__Task__: Copy out each line of the data that contains "stores".

__Exercise material__:

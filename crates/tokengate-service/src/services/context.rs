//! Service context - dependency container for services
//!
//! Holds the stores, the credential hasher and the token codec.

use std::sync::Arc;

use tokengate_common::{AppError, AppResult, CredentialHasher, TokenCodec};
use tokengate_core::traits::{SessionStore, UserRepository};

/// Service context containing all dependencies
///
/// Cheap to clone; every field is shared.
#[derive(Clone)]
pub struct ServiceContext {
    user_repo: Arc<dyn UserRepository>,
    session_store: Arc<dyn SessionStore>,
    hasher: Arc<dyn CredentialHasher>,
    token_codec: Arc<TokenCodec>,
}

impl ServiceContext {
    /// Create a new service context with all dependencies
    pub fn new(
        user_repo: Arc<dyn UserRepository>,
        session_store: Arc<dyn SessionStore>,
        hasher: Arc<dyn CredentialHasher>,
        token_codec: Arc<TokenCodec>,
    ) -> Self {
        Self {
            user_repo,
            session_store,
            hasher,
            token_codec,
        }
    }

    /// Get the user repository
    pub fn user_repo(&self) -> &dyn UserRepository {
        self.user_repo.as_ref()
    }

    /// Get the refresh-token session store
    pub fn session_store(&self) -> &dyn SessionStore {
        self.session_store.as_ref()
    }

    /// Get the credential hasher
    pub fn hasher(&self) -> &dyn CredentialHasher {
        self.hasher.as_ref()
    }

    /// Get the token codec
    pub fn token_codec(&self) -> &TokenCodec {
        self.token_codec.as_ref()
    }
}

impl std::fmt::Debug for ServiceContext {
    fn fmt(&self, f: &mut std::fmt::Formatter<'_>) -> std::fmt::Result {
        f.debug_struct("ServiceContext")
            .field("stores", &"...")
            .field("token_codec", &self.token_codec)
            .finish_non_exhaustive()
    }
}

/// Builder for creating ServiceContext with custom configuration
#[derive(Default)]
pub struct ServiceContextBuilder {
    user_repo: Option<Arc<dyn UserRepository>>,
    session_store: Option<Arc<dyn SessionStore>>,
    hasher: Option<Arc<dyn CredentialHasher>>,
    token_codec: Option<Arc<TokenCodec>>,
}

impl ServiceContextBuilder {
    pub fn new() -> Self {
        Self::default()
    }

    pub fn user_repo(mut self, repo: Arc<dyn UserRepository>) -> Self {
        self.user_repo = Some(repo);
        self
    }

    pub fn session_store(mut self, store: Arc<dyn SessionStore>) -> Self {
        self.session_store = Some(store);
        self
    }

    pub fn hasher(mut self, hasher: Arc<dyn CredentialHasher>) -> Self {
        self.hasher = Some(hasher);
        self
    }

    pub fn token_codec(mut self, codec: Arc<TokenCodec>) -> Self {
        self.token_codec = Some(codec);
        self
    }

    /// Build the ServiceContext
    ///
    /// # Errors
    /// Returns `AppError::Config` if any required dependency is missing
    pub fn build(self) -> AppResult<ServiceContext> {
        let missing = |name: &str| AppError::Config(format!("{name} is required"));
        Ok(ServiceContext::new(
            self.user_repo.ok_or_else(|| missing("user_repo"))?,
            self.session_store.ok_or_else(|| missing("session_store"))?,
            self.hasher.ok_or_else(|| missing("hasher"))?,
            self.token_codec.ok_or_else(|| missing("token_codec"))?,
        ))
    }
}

__Final answer__:
//! Holds the stores, the credential hasher and the token codec.
            .field("stores", &"...")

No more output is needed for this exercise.